Your task: Word for word, transcribe all of the records.

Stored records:
- Opening Delimiter -

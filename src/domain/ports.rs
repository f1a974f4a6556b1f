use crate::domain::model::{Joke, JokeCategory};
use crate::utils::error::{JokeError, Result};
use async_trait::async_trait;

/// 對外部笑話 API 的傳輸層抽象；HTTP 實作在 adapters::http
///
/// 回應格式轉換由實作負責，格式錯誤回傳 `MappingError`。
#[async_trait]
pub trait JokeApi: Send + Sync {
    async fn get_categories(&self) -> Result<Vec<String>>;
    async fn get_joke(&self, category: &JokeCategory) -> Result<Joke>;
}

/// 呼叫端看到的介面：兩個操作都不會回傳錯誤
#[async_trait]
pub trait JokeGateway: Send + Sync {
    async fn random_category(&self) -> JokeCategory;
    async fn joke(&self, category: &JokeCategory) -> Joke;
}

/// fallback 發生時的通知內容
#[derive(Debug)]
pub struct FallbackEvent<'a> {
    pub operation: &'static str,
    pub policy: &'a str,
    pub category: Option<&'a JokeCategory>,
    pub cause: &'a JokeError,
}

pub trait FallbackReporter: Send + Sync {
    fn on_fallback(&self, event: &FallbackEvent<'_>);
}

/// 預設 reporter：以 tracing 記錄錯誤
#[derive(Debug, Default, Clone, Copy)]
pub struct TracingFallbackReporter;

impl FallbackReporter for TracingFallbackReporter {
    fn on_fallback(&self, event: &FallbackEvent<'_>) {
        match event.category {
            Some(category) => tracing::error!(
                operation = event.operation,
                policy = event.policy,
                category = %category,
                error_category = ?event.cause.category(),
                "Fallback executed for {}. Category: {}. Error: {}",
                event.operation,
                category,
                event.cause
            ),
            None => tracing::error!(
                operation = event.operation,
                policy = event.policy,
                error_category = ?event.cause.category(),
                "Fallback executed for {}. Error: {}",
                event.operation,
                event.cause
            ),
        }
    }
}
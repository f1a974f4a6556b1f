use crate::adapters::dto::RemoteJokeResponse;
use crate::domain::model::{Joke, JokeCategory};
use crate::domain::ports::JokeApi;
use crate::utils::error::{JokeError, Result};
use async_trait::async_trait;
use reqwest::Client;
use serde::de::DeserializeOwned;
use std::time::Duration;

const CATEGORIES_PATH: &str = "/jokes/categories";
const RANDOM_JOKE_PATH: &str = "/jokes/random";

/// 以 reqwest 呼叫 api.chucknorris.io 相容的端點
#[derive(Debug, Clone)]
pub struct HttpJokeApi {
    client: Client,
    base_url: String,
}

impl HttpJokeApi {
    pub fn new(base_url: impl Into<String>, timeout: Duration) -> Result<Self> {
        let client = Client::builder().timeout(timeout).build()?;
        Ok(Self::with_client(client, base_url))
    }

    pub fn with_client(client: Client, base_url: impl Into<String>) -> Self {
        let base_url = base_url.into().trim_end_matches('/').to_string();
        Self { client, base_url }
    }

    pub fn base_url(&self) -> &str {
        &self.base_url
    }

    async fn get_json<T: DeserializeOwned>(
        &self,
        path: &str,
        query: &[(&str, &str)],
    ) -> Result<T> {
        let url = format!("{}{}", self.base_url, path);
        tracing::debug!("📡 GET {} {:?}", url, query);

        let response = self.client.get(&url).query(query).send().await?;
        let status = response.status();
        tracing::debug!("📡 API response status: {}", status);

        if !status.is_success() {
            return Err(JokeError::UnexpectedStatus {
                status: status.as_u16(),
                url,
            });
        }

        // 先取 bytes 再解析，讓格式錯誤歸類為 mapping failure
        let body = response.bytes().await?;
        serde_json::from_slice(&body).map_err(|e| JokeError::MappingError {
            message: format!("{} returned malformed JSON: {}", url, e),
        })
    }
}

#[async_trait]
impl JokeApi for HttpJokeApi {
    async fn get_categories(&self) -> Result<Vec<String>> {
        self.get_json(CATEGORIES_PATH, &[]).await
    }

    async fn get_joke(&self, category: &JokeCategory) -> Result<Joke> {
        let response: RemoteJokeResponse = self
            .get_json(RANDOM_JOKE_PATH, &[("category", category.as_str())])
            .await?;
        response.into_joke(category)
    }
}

- Closing Delimiter -

Response box:
filename src/domain/ports.rs
repository f1a974f4a6556b1f
use crate::domain::model::{Joke, JokeCategory};
use crate::utils::error::{JokeError, Result};
use async_trait::async_trait;

/// 對外部笑話 API 的傳輸層抽象；HTTP 實作在 adapters::http
///
/// 回應格式轉換由實作負責，格式錯誤回傳 `MappingError`。
#[async_trait]
pub trait JokeApi: Send + Sync {
    async fn get_categories(&self) -> Result<Vec<String>>;
    async fn get_joke(&self, category: &JokeCategory) -> Result<Joke>;
}

/// 呼叫端看到的介面：兩個操作都不會回傳錯誤
#[async_trait]
pub trait JokeGateway: Send + Sync {
    async fn random_category(&self) -> JokeCategory;
    async fn joke(&self, category: &JokeCategory) -> Joke;
}

/// fallback 發生時的通知內容
#[derive(Debug)]
pub struct FallbackEvent<'a> {
    pub operation: &'static str,
    pub policy: &'a str,
    pub category: Option<&'a JokeCategory>,
    pub cause: &'a JokeError,
}

pub trait FallbackReporter: Send + Sync {
    fn on_fallback(&self, event: &FallbackEvent<'_>);
}

/// 預設 reporter：以 tracing 記錄錯誤
#[derive(Debug, Default, Clone, Copy)]
pub struct TracingFallbackReporter;

impl FallbackReporter for TracingFallbackReporter {
    fn on_fallback(&self, event: &FallbackEvent<'_>) {
        match event.category {
            Some(category) => tracing::error!(
                operation = event.operation,
                policy = event.policy,
                category = %category,
                error_category = ?event.cause.category(),
                "Fallback executed for {}. Category: {}. Error: {}",
                event.operation,
                category,
                event.cause
            ),
            None => tracing::error!(
                operation = event.operation,
                policy = event.policy,
                error_category = ?event.cause.category(),
                "Fallback executed for {}. Error: {}",
                event.operation,
                event.cause
            ),
        }
    }
}
repository f1a974f4a6556b1f
use crate::adapters::dto::RemoteJokeResponse;
use crate::domain::model::{Joke, JokeCategory};
use crate::domain::ports::JokeApi;
use crate::utils::error::{JokeError, Result};
use async_trait::async_trait;
use reqwest::Client;
use serde::de::DeserializeOwned;
use std::time::Duration;

const CATEGORIES_PATH: &str = "/jokes/categories";
const RANDOM_JOKE_PATH: &str = "/jokes/random";

/// 以 reqwest 呼叫 api.chucknorris.io 相容的端點
#[derive(Debug, Clone)]
pub struct HttpJokeApi {
    client: Client,
    base_url: String,
}

impl HttpJokeApi {
    pub fn new(base_url: impl Into<String>, timeout: Duration) -> Result<Self> {
        let client = Client::builder().timeout(timeout).build()?;
        Ok(Self::with_client(client, base_url))
    }

    pub fn with_client(client: Client, base_url: impl Into<String>) -> Self {
        let base_url = base_url.into().trim_end_matches('/').to_string();
        Self { client, base_url }
    }

    pub fn base_url(&self) -> &str {
        &self.base_url
    }

    async fn get_json<T: DeserializeOwned>(
        &self,
        path: &str,
        query: &[(&str, &str)],
    ) -> Result<T> {
        let url = format!("{}{}", self.base_url, path);
        tracing::debug!("📡 GET {} {:?}", url, query);

        let response = self.client.get(&url).query(query).send().await?;
        let status = response.status();
        tracing::debug!("📡 API response status: {}", status);

        if !status.is_success() {
            return Err(JokeError::UnexpectedStatus {
                status: status.as_u16(),
                url,
            });
        }

        // 先取 bytes 再解析，讓格式錯誤歸類為 mapping failure
        let body = response.bytes().await?;
        serde_json::from_slice(&body).map_err(|e| JokeError::MappingError {
            message: format!("{} returned malformed JSON: {}", url, e),
        })
    }
}

#[async_trait]
impl JokeApi for HttpJokeApi {
    async fn get_categories(&self) -> Result<Vec<String>> {
        self.get_json(CATEGORIES_PATH, &[]).await
    }

    async fn get_joke(&self, category: &JokeCategory) -> Result<Joke> {
        let response: RemoteJokeResponse = self
            .get_json(RANDOM_JOKE_PATH, &[("category", category.as_str())])
            .await?;
        response.into_joke(category)
    }
}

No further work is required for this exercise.